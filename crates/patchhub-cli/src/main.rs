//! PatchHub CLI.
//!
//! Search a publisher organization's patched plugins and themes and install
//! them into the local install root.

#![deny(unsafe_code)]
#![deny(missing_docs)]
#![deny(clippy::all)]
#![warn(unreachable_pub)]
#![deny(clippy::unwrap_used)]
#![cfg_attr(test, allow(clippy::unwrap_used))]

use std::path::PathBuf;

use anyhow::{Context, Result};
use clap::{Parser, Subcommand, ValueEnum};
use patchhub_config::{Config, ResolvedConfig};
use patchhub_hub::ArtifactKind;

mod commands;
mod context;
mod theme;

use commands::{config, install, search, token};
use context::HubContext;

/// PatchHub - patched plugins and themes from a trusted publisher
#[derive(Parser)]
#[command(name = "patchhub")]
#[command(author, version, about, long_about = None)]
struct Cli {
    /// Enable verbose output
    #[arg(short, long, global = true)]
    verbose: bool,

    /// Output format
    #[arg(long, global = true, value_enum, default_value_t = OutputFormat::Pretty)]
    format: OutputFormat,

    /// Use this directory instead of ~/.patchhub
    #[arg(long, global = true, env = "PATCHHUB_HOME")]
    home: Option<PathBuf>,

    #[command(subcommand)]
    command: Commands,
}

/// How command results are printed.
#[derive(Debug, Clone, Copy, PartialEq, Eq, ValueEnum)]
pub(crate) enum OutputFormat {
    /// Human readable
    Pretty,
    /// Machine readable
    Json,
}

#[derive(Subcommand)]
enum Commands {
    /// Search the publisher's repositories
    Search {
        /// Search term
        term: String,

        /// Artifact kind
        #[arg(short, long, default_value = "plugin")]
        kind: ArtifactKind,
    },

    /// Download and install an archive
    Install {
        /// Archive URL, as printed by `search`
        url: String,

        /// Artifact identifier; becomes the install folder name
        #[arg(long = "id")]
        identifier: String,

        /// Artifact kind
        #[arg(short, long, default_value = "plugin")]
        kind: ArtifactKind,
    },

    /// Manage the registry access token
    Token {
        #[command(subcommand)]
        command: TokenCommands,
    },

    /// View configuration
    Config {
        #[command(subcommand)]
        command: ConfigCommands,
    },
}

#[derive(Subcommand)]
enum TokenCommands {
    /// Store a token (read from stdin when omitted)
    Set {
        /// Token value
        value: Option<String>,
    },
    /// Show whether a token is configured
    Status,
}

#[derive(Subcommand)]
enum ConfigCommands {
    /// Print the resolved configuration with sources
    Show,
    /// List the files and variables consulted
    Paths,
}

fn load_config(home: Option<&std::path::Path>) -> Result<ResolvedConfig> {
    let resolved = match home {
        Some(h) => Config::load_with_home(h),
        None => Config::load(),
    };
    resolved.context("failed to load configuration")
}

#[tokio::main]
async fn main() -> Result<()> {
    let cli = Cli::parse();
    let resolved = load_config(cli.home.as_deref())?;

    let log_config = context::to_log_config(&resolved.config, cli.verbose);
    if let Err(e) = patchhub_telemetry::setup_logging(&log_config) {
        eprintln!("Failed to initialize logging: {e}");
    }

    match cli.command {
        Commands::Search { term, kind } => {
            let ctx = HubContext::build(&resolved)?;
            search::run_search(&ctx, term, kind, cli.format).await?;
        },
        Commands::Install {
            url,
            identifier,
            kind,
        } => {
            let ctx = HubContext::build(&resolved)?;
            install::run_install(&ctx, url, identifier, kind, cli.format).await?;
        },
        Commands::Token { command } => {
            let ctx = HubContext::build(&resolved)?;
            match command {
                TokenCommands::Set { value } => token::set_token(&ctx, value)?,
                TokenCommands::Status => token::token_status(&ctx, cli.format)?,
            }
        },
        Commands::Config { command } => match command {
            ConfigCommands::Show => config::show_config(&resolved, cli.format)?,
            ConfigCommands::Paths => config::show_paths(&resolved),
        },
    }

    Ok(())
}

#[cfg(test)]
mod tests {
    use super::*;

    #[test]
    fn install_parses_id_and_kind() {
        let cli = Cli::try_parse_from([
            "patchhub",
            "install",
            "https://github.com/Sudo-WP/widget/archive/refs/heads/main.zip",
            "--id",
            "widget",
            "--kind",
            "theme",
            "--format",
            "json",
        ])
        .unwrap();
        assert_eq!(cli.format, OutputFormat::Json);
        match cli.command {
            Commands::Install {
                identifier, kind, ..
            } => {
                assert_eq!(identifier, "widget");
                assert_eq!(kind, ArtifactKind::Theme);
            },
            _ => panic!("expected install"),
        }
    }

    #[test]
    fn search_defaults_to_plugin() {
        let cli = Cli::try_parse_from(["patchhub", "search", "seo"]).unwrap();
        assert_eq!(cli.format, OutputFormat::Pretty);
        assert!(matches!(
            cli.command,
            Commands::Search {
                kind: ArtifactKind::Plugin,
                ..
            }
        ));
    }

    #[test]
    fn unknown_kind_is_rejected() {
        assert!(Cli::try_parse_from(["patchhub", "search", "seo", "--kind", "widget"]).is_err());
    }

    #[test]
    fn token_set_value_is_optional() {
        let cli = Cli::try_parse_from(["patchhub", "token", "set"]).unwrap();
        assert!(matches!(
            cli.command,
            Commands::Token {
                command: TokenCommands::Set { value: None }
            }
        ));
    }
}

##############################

**EXERCISE DETAILS**. Repeat the data. Leave nothing out and change nothing.

**SOLUTION TO THIS EXERCISE**.
filename crates/patchhub-cli/src/main.rs
//! PatchHub CLI.
//!
//! Search a publisher organization's patched plugins and themes and install
//! them into the local install root.

#![deny(unsafe_code)]
#![deny(missing_docs)]
#![deny(clippy::all)]
#![warn(unreachable_pub)]
#![deny(clippy::unwrap_used)]
#![cfg_attr(test, allow(clippy::unwrap_used))]

use std::path::PathBuf;

use anyhow::{Context, Result};
use clap::{Parser, Subcommand, ValueEnum};
use patchhub_config::{Config, ResolvedConfig};
use patchhub_hub::ArtifactKind;

mod commands;
mod context;
mod theme;

use commands::{config, install, search, token};
use context::HubContext;

/// PatchHub - patched plugins and themes from a trusted publisher
#[derive(Parser)]
#[command(name = "patchhub")]
#[command(author, version, about, long_about = None)]
struct Cli {
    /// Enable verbose output
    #[arg(short, long, global = true)]
    verbose: bool,

    /// Output format
    #[arg(long, global = true, value_enum, default_value_t = OutputFormat::Pretty)]
    format: OutputFormat,

    /// Use this directory instead of ~/.patchhub
    #[arg(long, global = true, env = "PATCHHUB_HOME")]
    home: Option<PathBuf>,

    #[command(subcommand)]
    command: Commands,
}

/// How command results are printed.
#[derive(Debug, Clone, Copy, PartialEq, Eq, ValueEnum)]
pub(crate) enum OutputFormat {
    /// Human readable
    Pretty,
    /// Machine readable
    Json,
}

#[derive(Subcommand)]
enum Commands {
    /// Search the publisher's repositories
    Search {
        /// Search term
        term: String,

        /// Artifact kind
        #[arg(short, long, default_value = "plugin")]
        kind: ArtifactKind,
    },

    /// Download and install an archive
    Install {
        /// Archive URL, as printed by `search`
        url: String,

        /// Artifact identifier; becomes the install folder name
        #[arg(long = "id")]
        identifier: String,

        /// Artifact kind
        #[arg(short, long, default_value = "plugin")]
        kind: ArtifactKind,
    },

    /// Manage the registry access token
    Token {
        #[command(subcommand)]
        command: TokenCommands,
    },

    /// View configuration
    Config {
        #[command(subcommand)]
        command: ConfigCommands,
    },
}

#[derive(Subcommand)]
enum TokenCommands {
    /// Store a token (read from stdin when omitted)
    Set {
        /// Token value
        value: Option<String>,
    },
    /// Show whether a token is configured
    Status,
}

#[derive(Subcommand)]
enum ConfigCommands {
    /// Print the resolved configuration with sources
    Show,
    /// List the files and variables consulted
    Paths,
}

fn load_config(home: Option<&std::path::Path>) -> Result<ResolvedConfig> {
    let resolved = match home {
        Some(h) => Config::load_with_home(h),
        None => Config::load(),
    };
    resolved.context("failed to load configuration")
}

#[tokio::main]
async fn main() -> Result<()> {
    let cli = Cli::parse();
    let resolved = load_config(cli.home.as_deref())?;

    let log_config = context::to_log_config(&resolved.config, cli.verbose);
    if let Err(e) = patchhub_telemetry::setup_logging(&log_config) {
        eprintln!("Failed to initialize logging: {e}");
    }

    match cli.command {
        Commands::Search { term, kind } => {
            let ctx = HubContext::build(&resolved)?;
            search::run_search(&ctx, term, kind, cli.format).await?;
        },
        Commands::Install {
            url,
            identifier,
            kind,
        } => {
            let ctx = HubContext::build(&resolved)?;
            install::run_install(&ctx, url, identifier, kind, cli.format).await?;
        },
        Commands::Token { command } => {
            let ctx = HubContext::build(&resolved)?;
            match command {
                TokenCommands::Set { value } => token::set_token(&ctx, value)?,
                TokenCommands::Status => token::token_status(&ctx, cli.format)?,
            }
        },
        Commands::Config { command } => match command {
            ConfigCommands::Show => config::show_config(&resolved, cli.format)?,
            ConfigCommands::Paths => config::show_paths(&resolved),
        },
    }

    Ok(())
}

#[cfg(test)]
mod tests {
    use super::*;

    #[test]
    fn install_parses_id_and_kind() {
        let cli = Cli::try_parse_from([
            "patchhub",
            "install",
            "https://github.com/Sudo-WP/widget/archive/refs/heads/main.zip",
            "--id",
            "widget",
            "--kind",
            "theme",
            "--format",
            "json",
        ])
        .unwrap();
        assert_eq!(cli.format, OutputFormat::Json);
        match cli.command {
            Commands::Install {
                identifier, kind, ..
            } => {
                assert_eq!(identifier, "widget");
                assert_eq!(kind, ArtifactKind::Theme);
            },
            _ => panic!("expected install"),
        }
    }

    #[test]
    fn search_defaults_to_plugin() {
        let cli = Cli::try_parse_from(["patchhub", "search", "seo"]).unwrap();
        assert_eq!(cli.format, OutputFormat::Pretty);
        assert!(matches!(
            cli.command,
            Commands::Search {
                kind: ArtifactKind::Plugin,
                ..
            }
        ));
    }

    #[test]
    fn unknown_kind_is_rejected() {
        assert!(Cli::try_parse_from(["patchhub", "search", "seo", "--kind", "widget"]).is_err());
    }

    #[test]
    fn token_set_value_is_optional() {
        let cli = Cli::try_parse_from(["patchhub", "token", "set"]).unwrap();
        assert!(matches!(
            cli.command,
            Commands::Token {
                command: TokenCommands::Set { value: None }
            }
        ));
    }
}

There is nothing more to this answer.